El presidente de Nicaragua, Daniel Ortega, le bajó el tono contra la Conferencia Episcopal de Nicaragua. El mandatario aseguró que los obispos, a los que ha llamado golpistas, y a quienes quiere expulsar de la mesa de diálogo que trata de negociar una salida a la crisis política que vive el país centroamericano, que ha dejado más de 440 muertos desde abril, serán los garantes de las negociaciones.

“Hemos estado en contacto con el secretario general de las Naciones Unidas y con el cardenal Brenner. Estamos esperando el momento para crear las mejores condiciones para fortalecer el diálogo y garantizar el éxito de las negociaciones”, aseguró el líder sandinista a CNN, en una entrevista que será trasmitida hoy.

El dato:

  • Las autoridades costarricenses han informado que tramitan 14 mil solicitudes de asilo de nicaragüenses.

El sábado, decenas de miles de personas salieron a la calle en apoyo a la actuación de la Iglesia católica, cada vez más crítica con Ortega, y a la que éste había pedido su mediación.

Tras la petición de Ortega a la Iglesia, a inicios de mayo, los obispos convocaron a un grupo destacado de personalidades —entre ellos estudiantes, empresarios, campesinos, feministas, sindicalistas y académicos— para que negociaran con los delegados del presidente. Así fue como se formó la opositora Alianza Cívica.
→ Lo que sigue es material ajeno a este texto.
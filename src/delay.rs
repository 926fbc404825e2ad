#[derive(Clone, Copy, Debug, PartialEq, Eq)]
pub struct Ticket(u64);

#[derive(Clone, Debug)]
pub struct Debounced<T> {
    settled: T,
    pending: Option<(Ticket, T)>,
    generation: u64,
}

impl<T: Clone> Debounced<T> {
    pub fn new(value: T) -> Self {
        Self {
            settled: value,
            pending: None,
            generation: 0,
        }
    }

    #[cfg(test)]
    pub fn settled(&self) -> &T {
        &self.settled
    }

    pub fn propose(&mut self, value: T) -> Ticket {
        self.generation += 1;
        let ticket = Ticket(self.generation);
        self.pending = Some((ticket, value));
        ticket
    }

    /// Applies the pending value if `ticket` is still the latest proposal.
    pub fn settle(&mut self, ticket: Ticket) -> Option<T> {
        match self.pending.take() {
            Some((pending, value)) if pending == ticket => {
                self.settled = value.clone();
                Some(value)
            }
            other => {
                self.pending = other;
                None
            }
        }
    }
}

#[derive(Clone, Copy, Debug, PartialEq, Eq)]
pub struct HoverTransition {
    pub ticket: Ticket,
    pub delay_ms: u32,
}

#[derive(Clone, Debug)]
pub struct HoverIntent {
    hovered: bool,
    pending: Option<(Ticket, bool)>,
    generation: u64,
    enter_delay_ms: u32,
    leave_delay_ms: u32,
}

impl HoverIntent {
    pub fn new(enter_delay_ms: u32, leave_delay_ms: u32) -> Self {
        Self {
            hovered: false,
            pending: None,
            generation: 0,
            enter_delay_ms,
            leave_delay_ms,
        }
    }

    pub fn is_hovered(&self) -> bool {
        self.hovered
    }

    pub fn enter(&mut self) -> HoverTransition {
        self.schedule(true, self.enter_delay_ms)
    }

    pub fn leave(&mut self) -> HoverTransition {
        self.schedule(false, self.leave_delay_ms)
    }

    fn schedule(&mut self, hovered: bool, delay_ms: u32) -> HoverTransition {
        self.generation += 1;
        let ticket = Ticket(self.generation);
        self.pending = Some((ticket, hovered));
        HoverTransition { ticket, delay_ms }
    }

    /// Returns the new hover state when `ticket` is the latest transition and
    /// it actually flips the state.
    pub fn settle(&mut self, ticket: Ticket) -> Option<bool> {
        let (pending, hovered) = self.pending?;
        if pending != ticket {
            return None;
        }

        self.pending = None;
        if hovered == self.hovered {
            return None;
        }

        self.hovered = hovered;
        Some(hovered)
    }
}
#[derive(Clone, Copy, Debug, Default, PartialEq)]
pub struct PointerPosition {
    pub x: f64,
    pub y: f64,
}

/// Maps a client coordinate onto [-1, 1] on both axes, centred on the
/// viewport middle.
pub fn viewport_fraction(
    client_x: f64,
    client_y: f64,
    viewport_width: f64,
    viewport_height: f64,
) -> PointerPosition {
    PointerPosition {
        x: centred_fraction(client_x, viewport_width),
        y: centred_fraction(client_y, viewport_height),
    }
}

fn centred_fraction(value: f64, extent: f64) -> f64 {
    if extent <= 0.0 || !extent.is_finite() {
        return 0.0;
    }

    (value / extent - 0.5) * 2.0
}

pub fn element_relative(
    client_x: f64,
    client_y: f64,
    element_left: f64,
    element_top: f64,
) -> PointerPosition {
    PointerPosition {
        x: client_x - element_left,
        y: client_y - element_top,
    }
}
use serde_json::{Map, Number, Value};
use std::{cmp::Ordering, sync::OnceLock};

pub const DEFAULT_LOG_LEVEL: LogLevel = LogLevel::Info;

static LOG_LEVEL: OnceLock<LogLevel> = OnceLock::new();

#[derive(Clone, Copy, Debug, PartialEq, Eq)]
pub enum LogLevel {
    Debug,
    Info,
    Warn,
}

impl PartialOrd for LogLevel {
    fn partial_cmp(&self, other: &Self) -> Option<Ordering> {
        Some(self.cmp(other))
    }
}

impl Ord for LogLevel {
    fn cmp(&self, other: &Self) -> Ordering {
        fn rank(level: LogLevel) -> u8 {
            match level {
                LogLevel::Debug => 0,
                LogLevel::Info => 1,
                LogLevel::Warn => 2,
            }
        }

        rank(*self).cmp(&rank(*other))
    }
}

impl LogLevel {
    pub fn as_str(self) -> &'static str {
        match self {
            Self::Debug => "debug",
            Self::Info => "info",
            Self::Warn => "warn",
        }
    }

    pub fn parse(value: &str) -> Option<Self> {
        match value.trim().to_ascii_lowercase().as_str() {
            "debug" => Some(Self::Debug),
            "info" => Some(Self::Info),
            "warn" => Some(Self::Warn),
            _ => None,
        }
    }
}

/// Sets the minimum level for the lifetime of the page. Later calls are ignored.
pub fn init(level: LogLevel) {
    let _ = LOG_LEVEL.set(level);
}

fn configured_level() -> LogLevel {
    LOG_LEVEL.get().copied().unwrap_or(DEFAULT_LOG_LEVEL)
}

pub fn log_event(level: LogLevel, event: &str, fields: Value) {
    if level < configured_level() {
        return;
    }

    let line = render_event(now_unix_seconds(), level, event, fields);
    emit(level, &line);
}

fn render_event(ts: u64, level: LogLevel, event: &str, fields: Value) -> String {
    let mut payload = Map::new();
    payload.insert("ts".to_string(), Value::Number(Number::from(ts)));
    payload.insert("level".to_string(), Value::String(level.as_str().to_string()));
    payload.insert("event".to_string(), Value::String(event.to_string()));

    if let Value::Object(extra) = fields {
        for (key, value) in extra {
            payload.insert(key, value);
        }
    }

    Value::Object(payload).to_string()
}

#[cfg(target_arch = "wasm32")]
fn emit(level: LogLevel, line: &str) {
    let line = wasm_bindgen::JsValue::from_str(line);
    match level {
        LogLevel::Warn => web_sys::console::warn_1(&line),
        LogLevel::Debug | LogLevel::Info => web_sys::console::log_1(&line),
    }
}

#[cfg(not(target_arch = "wasm32"))]
fn emit(_level: LogLevel, line: &str) {
    eprintln!("{line}");
}

#[cfg(target_arch = "wasm32")]
fn now_unix_seconds() -> u64 {
    (js_sys::Date::now() / 1_000.0) as u64
}

#[cfg(not(target_arch = "wasm32"))]
fn now_unix_seconds() -> u64 {
    use std::time::{SystemTime, UNIX_EPOCH};

    SystemTime::now()
        .duration_since(UNIX_EPOCH)
        .map(|value| value.as_secs())
        .unwrap_or(0)
}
El mandatario esperaba poder controlar las negociaciones, pero desde el primer día del diálogo, el 18 de mayo, cuando Ortega estuvo presente, el diálogo no fue como él esperaba.

Desde entonces, gracias a la presión de la Alianza Cívica y la mediación de la Iglesia se logró que organizaciones internacionales de derechos humanos entren en el país para documentar el nivel de violencia y que se forme un grupo de expertos independientes que investigue la situación que vive la nación desde mediados de abril, cuando comenzó la crisis.

Los obispos presentaron al presidente una propuesta de negociación que incluye el adelanto de las elecciones a marzo de 2019; pero el mandatario, aferrado al poder, rechazó discutirla.